What can you eat when you have Type 2 diabetes?


Emma Elvin

Senior Clinical Advisor, Diabetes UK

One of your first questions if diagnosed with Type 2 diabetes is likely to be, ‘What can I eat?’ With so much to take in at once it can be hard to know what to do, you’ll probably hear myths about what foods you should and shouldn’t eat.

Here, we will try to dispel common myths about what people living with a Type 2 diabetes diagnosis can eat.

Myth no 1: the Type 2 diabetes diet

There are so many different types of diet out there and lots of people giving advice about nutrition, it can be really difficult to know what is best for your health. There is no such thing as a special diet exclusively for all people with Type 2 diabetes. No two people with diabetes are the same. So there isn’t a one-size-fits-all way of eating for everyone with diabetes.

In the past, people with Type 2 diabetes were sent away after their diagnosis with a list of foods they weren’t allowed to eat, or often told to cut out sugar. But Diabetes UK’s advice is to make healthier choices more often, and only have treats occasionally and in small portions.

Myth no 2: all carbs are bad for you

It is true that all carbs affect blood glucose levels, so it’s important to know which foods contain carbohydrates. But the healthier foods that contain carbs also have important nutrients that are beneficial for health, such as fibre and vitamins. Being aware of portion sizes can also help with weight management and managing blood glucose levels.

Some healthy sources of carbohydrate include:

  • whole grains such as brown rice, buckwheat and whole oats
  • fruit
  • vegetables
  • pulses such as chickpeas, beans and lentils
  • dairy, such as unsweetened yoghurt and milk.
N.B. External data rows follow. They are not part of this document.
use bytes::Bytes;
use http::{Method, Request, StatusCode};
use http_body_util::{BodyExt, Full};
use murphy_http::handler::Handler;
use murphy_web::{BadRequestBody, Empty, HandlerError, HttpContext, JsonConfig, LocalhostOnly, bad_request};
use serde::{Deserialize, Serialize};
use tracing::{Level, info};
use tracing_subscriber::FmtSubscriber;

#[derive(Deserialize, Serialize, Debug, Default)]
pub struct User {
    name: String,
    zip: String,
}

#[derive(Deserialize, Serialize, Debug, Default)]
pub struct Created {
    id: u64,
    created_at: String,
}

fn create_user(ctx: &mut HttpContext<'_>, user: &User, created: &mut Created) -> Result<(), HandlerError> {
    if user.name.is_empty() {
        return Err(bad_request!("name must not be empty"));
    }
    if user.zip == "00000" {
        return Err(HandlerError::internal("zip lookup service unavailable"));
    }

    created.id = 42;
    created.created_at = ctx.now().to_rfc3339();
    Ok(())
}

fn health(ctx: &mut HttpContext<'_>, _req: &Empty, _resp: &mut Empty) -> Result<(), HandlerError> {
    if ctx.request().headers().contains_key("x-maintenance") {
        ctx.writer().write_status(StatusCode::SERVICE_UNAVAILABLE);
    }
    Ok(())
}

async fn send<H>(handler: &H, host: &str, payload: &'static str)
where
    H: Handler<Full<Bytes>>,
    <H::RespBody as http_body::Body>::Error: std::fmt::Debug,
    H::Error: std::fmt::Debug,
{
    let req = Request::builder()
        .method(Method::POST)
        .uri("/")
        .header(http::header::HOST, host)
        .body(Full::new(Bytes::from_static(payload.as_bytes())))
        .expect("request should be valid");

    let response = handler.call(req).await.expect("json handlers never fail");
    let status = response.status();
    let err_id = response.headers().get(murphy_web::ERROR_ID_HEADER).cloned();
    let body = response.into_body().collect().await.expect("buffered body").to_bytes();

    info!(%status, ?err_id, body = %String::from_utf8_lossy(&body), "sent {payload:?} to {host}");
}

#[tokio::main]
async fn main() {
    let subscriber = FmtSubscriber::builder().with_max_level(Level::INFO).finish();
    tracing::subscriber::set_global_default(subscriber).expect("setting default subscriber failed");

    let config = JsonConfig::builder().trust_policy(LocalhostOnly).bad_request_body(BadRequestBody::Always).build();

    let create_user = config.json_handler(create_user);
    send(&create_user, "example.com", r#"{"name":"hello","zip":"world"}"#).await;
    send(&create_user, "example.com", r#"{"name":""}"#).await;
    send(&create_user, "example.com", r#"{"name": not-a-string}"#).await;
    send(&create_user, "example.com", "").await;
    send(&create_user, "example.com", r#"{"name":"hello","zip":"00000"}"#).await;
    send(&create_user, "localhost:8080", r#"{"name":"hello","zip":"00000"}"#).await;

    let health = config.json_handler(health);
    send(&health, "example.com", "").await;
}
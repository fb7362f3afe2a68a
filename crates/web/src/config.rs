//! Settings shared by every handler registered through one [`JsonConfig`].

use std::fmt;
use std::sync::Arc;

use crate::handler::JsonHandler;
use crate::payload::Payload;
use crate::policy::{LocalhostOnly, TrustPolicy};
use crate::report::{ErrorLog, TracingErrorLog};
use crate::{HandlerError, HttpContext};

/// When a bad request response carries its `{"err": ...}` body.
#[derive(Debug, Clone, Copy, Default, PartialEq, Eq)]
pub enum BadRequestBody {
    /// Every caller sees why its request was rejected.
    #[default]
    Always,
    /// Only callers the [`TrustPolicy`] trusts see it, others get an empty body.
    TrustedOnly,
}

/// How registered handlers report failures.
///
/// Cloning is cheap, the policy and the log are shared.
#[derive(Clone)]
pub struct JsonConfig {
    trust_policy: Arc<dyn TrustPolicy>,
    bad_request_body: BadRequestBody,
    error_log: Arc<dyn ErrorLog>,
}

impl JsonConfig {
    pub fn builder() -> JsonConfigBuilder {
        JsonConfigBuilder::new()
    }

    pub fn trust_policy(&self) -> &dyn TrustPolicy {
        self.trust_policy.as_ref()
    }

    pub fn bad_request_body(&self) -> BadRequestBody {
        self.bad_request_body
    }

    pub fn error_log(&self) -> &dyn ErrorLog {
        self.error_log.as_ref()
    }

    /// Registers `f` as a handler reporting through this config.
    pub fn json_handler<F, Req, Resp>(&self, f: F) -> JsonHandler<F, Req, Resp>
    where
        F: Fn(&mut HttpContext<'_>, &Req, &mut Resp) -> Result<(), HandlerError> + Send + Sync,
        Req: Payload,
        Resp: Payload,
    {
        JsonHandler::new(f, self.clone())
    }
}

impl Default for JsonConfig {
    fn default() -> Self {
        Self::builder().build()
    }
}

impl fmt::Debug for JsonConfig {
    fn fmt(&self, f: &mut fmt::Formatter<'_>) -> fmt::Result {
        f.debug_struct("JsonConfig").field("bad_request_body", &self.bad_request_body).finish_non_exhaustive()
    }
}

pub struct JsonConfigBuilder {
    trust_policy: Option<Arc<dyn TrustPolicy>>,
    bad_request_body: BadRequestBody,
    error_log: Option<Arc<dyn ErrorLog>>,
}

impl JsonConfigBuilder {
    fn new() -> Self {
        Self { trust_policy: None, bad_request_body: BadRequestBody::default(), error_log: None }
    }

    /// Who may see error details. Defaults to [`LocalhostOnly`].
    pub fn trust_policy(mut self, trust_policy: impl TrustPolicy + 'static) -> Self {
        self.trust_policy = Some(Arc::new(trust_policy));
        self
    }

    /// Defaults to [`BadRequestBody::Always`].
    pub fn bad_request_body(mut self, bad_request_body: BadRequestBody) -> Self {
        self.bad_request_body = bad_request_body;
        self
    }

    /// Where failures are recorded. Defaults to [`TracingErrorLog`].
    pub fn error_log(mut self, error_log: impl ErrorLog + 'static) -> Self {
        self.error_log = Some(Arc::new(error_log));
        self
    }

    pub fn build(self) -> JsonConfig {
        JsonConfig {
            trust_policy: self.trust_policy.unwrap_or_else(|| Arc::new(LocalhostOnly)),
            bad_request_body: self.bad_request_body,
            error_log: self.error_log.unwrap_or_else(|| Arc::new(TracingErrorLog)),
        }
    }
}

impl fmt::Debug for JsonConfigBuilder {
    fn fmt(&self, f: &mut fmt::Formatter<'_>) -> fmt::Result {
        f.debug_struct("JsonConfigBuilder").field("bad_request_body", &self.bad_request_body).finish_non_exhaustive()
    }
}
It’s also important to cut down on foods low in fibre, such as white bread, white rice and highly-processed cereals. Everyone needs a different amount of carbs each day, but this can depend on how active we are, what our weight management goals are, and our age.

Myth no 3: all fats are the same: bad

We all need fat in our diet because it gives us energy. Healthier fats are in foods such as unsalted nuts, seeds, avocados, oily fish, olive oil, rapeseed oil and sunflower oil.
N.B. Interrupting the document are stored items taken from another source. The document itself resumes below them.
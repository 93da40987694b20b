use {
    crate::{display_json, PolicyVersion, StatementReport},
    serde::{
        ser::{SerializeMap, Serializer},
        Serialize,
    },
    std::fmt::{Display, Formatter, Result as FmtResult},
};

/// A non-fatal observation about a policy. Findings never change whether a policy is safe.
#[derive(Clone, Debug, Eq, Hash, PartialEq, Serialize)]
#[serde(tag = "Kind")]
pub enum Finding {
    /// A statement names a `Principal`, extending trust beyond the attached identity.
    PrincipalPresent {
        #[serde(rename = "Statement")]
        statement: usize,

        #[serde(rename = "Sid", skip_serializing_if = "Option::is_none")]
        sid: Option<String>,
    },
}

impl Display for Finding {
    fn fmt(&self, f: &mut Formatter) -> FmtResult {
        match self {
            Self::PrincipalPresent {
                statement,
                sid: Some(sid),
            } => write!(f, "Statement[{}] ({}) has a Principal field", statement, sid),
            Self::PrincipalPresent {
                statement,
                sid: None,
            } => write!(f, "Statement[{}] has a Principal field", statement),
        }
    }
}

/// The outcome of verifying a structurally valid policy.
#[derive(Clone, Debug, Eq, PartialEq)]
pub struct Verdict {
    version: PolicyVersion,
    statements: Vec<StatementReport>,
    findings: Vec<Finding>,
}

impl Verdict {
    pub(crate) fn new(version: PolicyVersion, statements: Vec<StatementReport>) -> Self {
        let findings = statements
            .iter()
            .filter(|s| s.has_principal())
            .map(|s| Finding::PrincipalPresent {
                statement: s.index(),
                sid: s.sid().map(str::to_string),
            })
            .collect();

        Self {
            version,
            statements,
            findings,
        }
    }

    /// True when no statement grants access to the wildcard resource `"*"`.
    pub fn is_safe(&self) -> bool {
        !self.statements.iter().any(StatementReport::is_wildcard)
    }

    #[inline]
    pub fn version(&self) -> PolicyVersion {
        self.version
    }

    #[inline]
    pub fn statements(&self) -> &[StatementReport] {
        &self.statements
    }

    /// Indices of the statements granting wildcard resource access, in policy order.
    pub fn wildcard_statements(&self) -> Vec<usize> {
        self.statements.iter().filter(|s| s.is_wildcard()).map(StatementReport::index).collect()
    }

    #[inline]
    pub fn findings(&self) -> &[Finding] {
        &self.findings
    }
}

display_json!(Verdict);

impl Serialize for Verdict {
    fn serialize<S: Serializer>(&self, serializer: S) -> Result<S::Ok, S::Error> {
        let mut state = serializer.serialize_map(None)?;
        state.serialize_entry("Safe", &self.is_safe())?;
        state.serialize_entry("Version", &self.version)?;
        state.serialize_entry("WildcardStatements", &self.wildcard_statements())?;
        state.serialize_entry("Statement", &self.statements)?;
        if !self.findings.is_empty() {
            state.serialize_entry("Findings", &self.findings)?;
        }
        state.end()
    }
}
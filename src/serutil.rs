/// Implement Display for a given class by formatting it as pretty-printed JSON.
#[macro_export]
macro_rules! display_json {
    ($cls:ident) => {
        impl std::fmt::Display for $cls {
            fn fmt(&self, f: &mut std::fmt::Formatter) -> std::fmt::Result {
                let buf = Vec::new();
                let serde_formatter = ::serde_json::ser::PrettyFormatter::with_indent(b"    ");
                let mut ser = ::serde_json::Serializer::with_formatter(buf, serde_formatter);
                match self.serialize(&mut ser) {
                    Ok(()) => (),
                    Err(e) => {
                        ::log::error!("Failed to serialize: {}", e);
                        return Err(::std::fmt::Error {});
                    }
                };
                match std::str::from_utf8(&ser.into_inner()) {
                    Ok(s) => write!(f, "{}", s),
                    Err(e) => {
                        ::log::error!("JSON serialization contained non-UTF-8 characters: {}", e);
                        Err(::std::fmt::Error {})
                    }
                }
            }
        }
    };
}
Some saturated fats can increase the amount of cholesterol in your blood, increasing your risk of heart problems. These are mainly found in animal products and prepared food such as:

  • red and processed meat
  • ghee
  • butter
  • lard
  • biscuits, cakes, pies and pastries.

It’s still a good idea to cut down on using oils in general, so try to grill, steam or bake foods instead.
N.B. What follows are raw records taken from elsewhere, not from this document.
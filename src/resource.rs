use {
    crate::{Field, VerifyError},
    log::trace,
    serde::{Serialize, Serializer},
    serde_json::Value,
    std::fmt::{Display, Formatter, Result as FmtResult},
};

pub type ResourceList = Vec<Resource>;

/// A single entry of a statement's `Resource` field.
///
/// Only the literal string `"*"` is [`Resource::Any`]. Anything else, including strings that merely contain
/// asterisks such as `"**"` or `"arn:aws:s3:::bucket/*"`, is kept verbatim as a pattern.
#[derive(Clone, Debug, Eq, Hash, PartialEq)]
pub enum Resource {
    Any,
    Pattern(String),
}

impl Resource {
    #[inline]
    pub fn is_any(&self) -> bool {
        matches!(self, Self::Any)
    }
}

impl From<&str> for Resource {
    fn from(s: &str) -> Self {
        if s == "*" {
            Self::Any
        } else {
            Self::Pattern(s.to_string())
        }
    }
}

impl Display for Resource {
    fn fmt(&self, f: &mut Formatter) -> FmtResult {
        match self {
            Self::Any => f.write_str("*"),
            Self::Pattern(pattern) => f.write_str(pattern),
        }
    }
}

impl Serialize for Resource {
    fn serialize<S: Serializer>(&self, serializer: S) -> Result<S::Ok, S::Error> {
        serializer.serialize_str(self.to_string().as_str())
    }
}

/// Decode the value bound to a statement's `Resource` key.
///
/// A string yields a single resource; a list yields one resource per element, and every element must be a string.
pub(crate) fn resource_list(value: &Value) -> Result<ResourceList, VerifyError> {
    match value {
        Value::String(s) => Ok(vec![Resource::from(s.as_str())]),
        Value::Array(entries) => {
            let mut result = Vec::with_capacity(entries.len());
            for (i, entry) in entries.iter().enumerate() {
                match entry {
                    Value::String(s) => result.push(Resource::from(s.as_str())),
                    _ => return Err(VerifyError::TypeMismatch(Field::ResourceEntry(i))),
                }
            }
            Ok(result)
        }
        _ => Err(VerifyError::TypeMismatch(Field::Resource)),
    }
}

/// Whether any resource in the list grants access to all resources.
pub fn grants_wildcard(resources: &[Resource]) -> bool {
    let wildcard = resources.iter().any(Resource::is_any);
    trace!("Resources {:?}: wildcard = {}", resources, wildcard);
    wildcard
}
Myth no 4: you can’t eat fruit

Whole fruit is good for everyone, whether you have diabetes or not. Fruits do contain sugar, but it’s natural sugar. This is different to the added sugar (also known as free sugars) that are in things like chocolate, biscuits and cakes.

Products like fruit juices also count as added sugar, so go for whole fruit instead. This can be fresh, frozen, dried or tinned (in juice, not in syrup). And it’s best to eat it throughout the day instead of a bigger portion all in one go.